Estas parrafadas de mi libro “Al lado de tierra santa” las escribí hace ya bastantes años en Cartagena de Indias, la ciudad donde “Gabo” volvió algunas veces a su país y que, al leer algo suyo y sin saber por qué, me trajeron algunos pensamientos del Altiplano de Granada. Luego alguien dijo que no, que era del estilo de Delibes o Azorín, pero yo creo que fue él quien me hizo describir a mi tierra en mi cerebro y en aquél momento… Salvando las diferencias, claro.
Y a “Gabo” se las dedico.
Recuerdo que había vuelto hacía poco de mi pueblo de Granada (Zújar ), que era pleno invierno y que creo que sería por entre el  2000 - 2005. También que por aquel entonces estaba en el siempre verano de Cartagena de Indias, que acababa en mi visita y que volvía por enésima vez a España con mis pensamientos tristes (como siempre que así sucedía), cuando después de haber visitado la casa donde  “Gabo”, ese hombre al que muchos de sus paisanos esperaban horas para vez verlo por allí en esos días lo llamaban desde la calle para que apareciera.
Yo acababa de visitar Santa Marta y ya estaba desde hacía años enamorado del departamento del Magdalena y de su río y canal del mismo nombre, pensando entonces,  junto a unos amigos, poder patear más adelante esos lugares del Magdalena y de su Sierra Nevada que lleva el mismo nombre que la mía, como también lo que era hace cientos de años la Nueva Granada y que tanta referencia nos une, cuando me llegó la hora de volver.
Eran tiempos de guerra en Colombia y aquella idea tendría que esperar.
Reconozco que a mi ese nombre (Gabo) no me decía nada, que supe de quien se trataba cuando alguien dijo el nombre de pila del que yo sabía que había escrito un par de obras magníficas: “Cien años de soledad” y “El amor en tiempos de cólera”, entre mucho más, y también supe que era periodista y que había trabajado en “El Espectador”, un periódico de hojas tan enormes que costaba leerlo si no era sobre una mesa.
Luego llegué a Bogotá para transbordar al avión que nos llevaría hasta Madrid y pensé en comprar revistas y entretenimiento para el viaje, cuando una persona me dijo: <<Compra ese libro de “Gabo”, que es nuevo…>>  <<¿Te gusta Gabo…?
No sé si era por el título, o sí por otras cosas, que compré mis revistas y el librito de marras: “Historias de mis putas tristes”, que era tan corto como mis días pasados en Cartagena y que lo traía conmigo a España.
Ya en el avión, ojee el librito y pensé que, como era tan corto y aparentemente malo, lo acabaría pronto, y así fue.
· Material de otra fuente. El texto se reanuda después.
//! Blacklist store
//!
//! Persistent deny list for users and guilds. Blacklisted users get no
//! command service at all; blacklisted guilds get none for any of
//! their members. The store is one JSON document on disk, rewritten
//! atomically on every mutation, and held in memory behind a RwLock
//! so the per-command check is cheap.

use crate::error::{Error, Result};
use chrono::{DateTime, Utc};
use serde::{Deserialize, Serialize};
use std::collections::BTreeMap;
use std::path::{Path, PathBuf};
use tokio::sync::RwLock;
use tracing::{info, warn};

/// One deny-list entry.
#[derive(Debug, Clone, Serialize, Deserialize)]
pub struct BlacklistEntry {
    pub id: String,
    /// Display name captured at add time, shown in listings
    pub name: String,
    pub added_at: DateTime<Utc>,
}

/// Per-id metadata stored in the document.
#[derive(Debug, Clone, Serialize, Deserialize)]
struct EntryMeta {
    name: String,
    added_at: DateTime<Utc>,
}

/// On-disk document shape.
#[derive(Debug, Default, Serialize, Deserialize)]
struct BlacklistDoc {
    #[serde(default)]
    users: BTreeMap<String, EntryMeta>,
    #[serde(default)]
    guilds: BTreeMap<String, EntryMeta>,
}

/// One page of a blacklist listing.
#[derive(Debug, Clone, Serialize)]
pub struct BlacklistPage {
    pub entries: Vec<BlacklistEntry>,
    pub total: usize,
    pub has_more: bool,
}

/// Which deny list a call targets.
#[derive(Debug, Clone, Copy, PartialEq, Eq)]
pub enum BlacklistKind {
    User,
    Guild,
}

impl BlacklistKind {
    pub fn as_str(self) -> &'static str {
        match self {
            BlacklistKind::User => "user",
            BlacklistKind::Guild => "guild",
        }
    }
}

pub struct Blacklist {
    path: PathBuf,
    doc: RwLock<BlacklistDoc>,
}

impl Blacklist {
    /// Load the document from `path`, starting empty when the file
    /// does not exist yet. A corrupt file is an error, not silent data
    /// loss.
    pub fn load(path: impl Into<PathBuf>) -> Result<Self> {
        let path = path.into();
        let doc = if path.exists() {
            let raw = std::fs::read_to_string(&path)?;
            serde_json::from_str(&raw)
                .map_err(|e| Error::Config(format!("corrupt blacklist file {}: {e}", path.display())))?
        } else {
            BlacklistDoc::default()
        };
        Ok(Self {
            path,
            doc: RwLock::new(doc),
        })
    }

    /// Add an id with its display name to a deny list. Returns false
    /// when it was already present (no write happens then).
    pub async fn add(&self, kind: BlacklistKind, id: &str, name: &str) -> Result<bool> {
        let mut doc = self.doc.write().await;
        let list = match kind {
            BlacklistKind::User => &mut doc.users,
            BlacklistKind::Guild => &mut doc.guilds,
        };
        if list.contains_key(id) {
            return Ok(false);
        }
        list.insert(
            id.to_string(),
            EntryMeta {
                name: name.to_string(),
                added_at: Utc::now(),
            },
        );
        info!("Blacklisted {} {} ({})", kind.as_str(), id, name);
        Self::persist(&self.path, &doc)?;
        Ok(true)
    }

    /// Remove an id from a deny list. Returns false when it was not
    /// present.
    pub async fn remove(&self, kind: BlacklistKind, id: &str) -> Result<bool> {
        let mut doc = self.doc.write().await;
        let list = match kind {
            BlacklistKind::User => &mut doc.users,
            BlacklistKind::Guild => &mut doc.guilds,
        };
        if list.remove(id).is_none() {
            return Ok(false);
        }
        info!("Removed {} {} from blacklist", kind.as_str(), id);
        Self::persist(&self.path, &doc)?;
        Ok(true)
    }

    pub async fn is_user_blocked(&self, id: &str) -> bool {
        self.doc.read().await.users.contains_key(id)
    }

    pub async fn is_guild_blocked(&self, id: &str) -> bool {
        self.doc.read().await.guilds.contains_key(id)
    }

    /// Refuse service when either the user or the guild is denied.
    pub async fn check(&self, guild_id: &str, user_id: &str) -> Result<()> {
        let doc = self.doc.read().await;
        if doc.users.contains_key(user_id) {
            return Err(Error::Blacklisted {
                kind: "user",
                id: user_id.to_string(),
            });
        }
        if doc.guilds.contains_key(guild_id) {
            return Err(Error::Blacklisted {
                kind: "guild",
                id: guild_id.to_string(),
            });
        }
        Ok(())
    }

    /// Page through a deny list, `per_page` entries at a time
    /// (1-based page numbers).
    pub async fn page(&self, kind: BlacklistKind, page: usize, per_page: usize) -> BlacklistPage {
        let doc = self.doc.read().await;
        let list = match kind {
            BlacklistKind::User => &doc.users,
            BlacklistKind::Guild => &doc.guilds,
        };
        let total = list.len();
        let offset = page.saturating_sub(1).saturating_mul(per_page);
        let entries: Vec<BlacklistEntry> = list
            .iter()
            .skip(offset)
            .take(per_page)
            .map(|(id, meta)| BlacklistEntry {
                id: id.clone(),
                name: meta.name.clone(),
                added_at: meta.added_at,
            })
            .collect();
        let has_more = offset + entries.len() < total;
        BlacklistPage {
            entries,
            total,
            has_more,
        }
    }

    /// Write-then-rename so a crash mid-write never truncates the list.
    fn persist(path: &Path, doc: &BlacklistDoc) -> Result<()> {
        let raw = serde_json::to_string_pretty(doc)?;
        if let Some(parent) = path.parent() {
            if !parent.as_os_str().is_empty() {
                std::fs::create_dir_all(parent)?;
            }
        }
        let tmp = path.with_extension("json.tmp");
        std::fs::write(&tmp, raw)?;
        if let Err(e) = std::fs::rename(&tmp, path) {
            warn!("Failed to persist blacklist to {}: {}", path.display(), e);
            return Err(e.into());
        }
        Ok(())
    }
}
Pero aunque el libro me pareció malo y un poco zafio en principio, como escrito por lo que era: un viejo que añoraba sus días de juventud, bastante machista, que defendía al dictador Fidel del que también sabía en primera persona por mis viajes a la Perla del Caribe. En definitiva: que era un viejo chocho y trasnochado.
Al leerlo pensé también que Gabriel García Márquez escribía muy bien, pero que contaba poco… Hoy opino lo mismo del libro, pero no del autor, porque la expresión y el vocabulario eran y es exquisito; pienso que tal vez me recuerda los años de mi niñez en que llamábamos a las cosas con ese leguaje que todavía se oye en Colombia.
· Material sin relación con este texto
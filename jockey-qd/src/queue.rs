//! Per-guild playback queue
//!
//! Tracks the ordered pending list, the current track slot, the
//! canonical playback state, and the stored settings for one guild.
//! Pure state: everything async (transport, resolver) lives in the
//! engine. Callers serialize access through the session mutex.

use crate::error::{Error, Result};
use jockey_common::{PlaybackState, Track};
use rand::seq::SliceRandom;
use rand::Rng;
use std::collections::VecDeque;

/// Ordered queue + current slot + settings for one guild.
///
/// Invariants:
/// - at most one current track; `pending` never contains it
/// - `current == None` implies `state == Idle`
/// - `Paused` implies an active session (structural, via the enum)
#[derive(Debug)]
pub struct TrackQueue {
    /// Pending tracks in play order (front = next up)
    pending: VecDeque<Track>,

    /// Track presently streaming, None when idle
    current: Option<Track>,

    /// Canonical playback state
    state: PlaybackState,

    /// When set, a finished current track is re-inserted at the front
    loop_enabled: bool,

    /// Stored volume percent (0-100); applied as initial stream gain
    volume: u8,

    /// Stored bass boost percent (0-100); declared inert
    bass_boost: u8,
}

impl TrackQueue {
    /// New empty queue with the original defaults (volume 50, no loop).
    pub fn new() -> Self {
        Self {
            pending: VecDeque::new(),
            current: None,
            state: PlaybackState::Idle,
            loop_enabled: false,
            volume: 50,
            bass_boost: 0,
        }
    }

    /// Append a track; returns the new pending length (the track's
    /// 1-based queue position, used for "position in queue" feedback).
    pub fn enqueue(&mut self, track: Track) -> usize {
        self.pending.push_back(track);
        self.pending.len()
    }

    /// Pop the next track off the front of the pending list.
    ///
    /// `None` signals queue-exhausted: a normal terminal state for the
    /// playback cycle, not an error.
    pub fn dequeue_next(&mut self) -> Option<Track> {
        self.pending.pop_front()
    }

    /// Re-insert a track at the front (loop mode re-insertion).
    pub fn requeue_front(&mut self, track: Track) {
        self.pending.push_front(track);
    }

    /// Remove the track at a 1-based position, preserving the order of
    /// the rest. Fails without mutating on an out-of-range position.
    pub fn remove_at(&mut self, position: usize) -> Result<Track> {
        let len = self.pending.len();
        self.pending
            .remove(position.wrapping_sub(1))
            .ok_or(Error::OutOfRange { position, len })
    }

    /// Discard all pending tracks strictly before a 1-based position,
    /// leaving the target as the new front.
    ///
    /// Does not advance playback itself: the caller stops the current
    /// stream and lets the finish signal drive the cycle onto the new
    /// front.
    pub fn skip_to(&mut self, position: usize) -> Result<()> {
        if position == 0 || position > self.pending.len() {
            return Err(Error::OutOfRange {
                position,
                len: self.pending.len(),
            });
        }
        self.pending.drain(..position - 1);
        Ok(())
    }

    /// Uniformly random permutation of the pending list.
    ///
    /// The current track is untouched. Fails without mutating when
    /// there are fewer than two pending tracks.
    pub fn shuffle<R: Rng>(&mut self, rng: &mut R) -> Result<()> {
        if self.pending.len() < 2 {
            return Err(Error::InsufficientItems);
        }
        self.pending.make_contiguous().shuffle(rng);
        Ok(())
    }

    /// Empty the pending list only; current track and state untouched.
    pub fn clear(&mut self) {
        self.pending.clear();
    }

    pub fn set_volume(&mut self, volume: u8) -> Result<()> {
        if volume > 100 {
            return Err(Error::InvalidRange(volume));
        }
        self.volume = volume;
        Ok(())
    }

    pub fn set_bass_boost(&mut self, level: u8) -> Result<()> {
        if level > 100 {
            return Err(Error::InvalidRange(level));
        }
        self.bass_boost = level;
        Ok(())
    }

    /// Flip loop mode; returns the new value.
    pub fn toggle_loop(&mut self) -> bool {
        self.loop_enabled = !self.loop_enabled;
        self.loop_enabled
    }

    /// Install a new current track and mark the session Playing.
    pub fn set_current(&mut self, track: Track) {
        self.current = Some(track);
        self.state = PlaybackState::Playing;
    }

    /// Drop the current track and settle Idle.
    ///
    /// Returns the track that was current, if any, so loop mode can
    /// re-insert it before the next advance.
    pub fn take_current(&mut self) -> Option<Track> {
        self.state = PlaybackState::Idle;
        self.current.take()
    }

    pub fn set_state(&mut self, state: PlaybackState) {
        self.state = state;
    }

    // Read accessors

    pub fn pending(&self) -> &VecDeque<Track> {
        &self.pending
    }

    pub fn pending_len(&self) -> usize {
        self.pending.len()
    }

    pub fn current(&self) -> Option<&Track> {
        self.current.as_ref()
    }

    pub fn state(&self) -> PlaybackState {
        self.state
    }

    pub fn loop_enabled(&self) -> bool {
        self.loop_enabled
    }

    pub fn volume(&self) -> u8 {
        self.volume
    }

    pub fn bass_boost(&self) -> u8 {
        self.bass_boost
    }

    /// True when nothing is pending and nothing is current.
    pub fn is_empty(&self) -> bool {
        self.pending.is_empty() && self.current.is_none()
    }
}

impl Default for TrackQueue {
    fn default() -> Self {
        Self::new()
    }
}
Releí después el libro hoja por hoja, parrafada por parrafada, y al poco pensé en cómo me gustaría a mí escribir así, pero con una buena historia de por medio.
Luego leí a otro gran desconocido por mí y por más señas paisano: Pedro Antonio de Alarcón, y supongo que ambos me incitaron después a escribir mis modestas historias.
Leí de ellos que escribieron en su día cuentos o historias cortas, y yo empecé a hacer lo mismo, luego novelas, y también lo hice, pero cuando leía poesía de Pedro Antonio de Alarcón comprendí que eso no podría hacerlo, y seguí con mis cuentos y novelas. Por el año 2011 publiqué en Colombia un cuento dedicado a Cartagena de Indias (“Una mujer llamada Muerte”), que es una “adaptación” de otro cuento de Alarcón, al cual se lo dediqué y que pienso es una fantasía de la “muerte”, del paisaje y del embrujo de esa ciudad.
Las narraciones de García Márquez, con ese lenguaje criollo tan auténtico del  español que ya no se habla aquí, y del que  no entendemos algunas palabras y expresiones, son un lujo para la literatura universal, pero sobre todo para recuperarlo, ya que los modismos y el simplismo están quitando de nuestras lecturas palabras preciosas y ajustadas al castellano que sirven para expresar todo en su justa proporción. Un lujo en la escritura y pos su supuesto en la narración y lectura.
Tengo que decir que he visto un par de veces a este narrador universal en mi vida: una en Cartagena de Indias y otra de refilón en la Habana y que, aunque no comparto su mentalidad  política, es y será una referencia para quien quiera aprender a narrar historias.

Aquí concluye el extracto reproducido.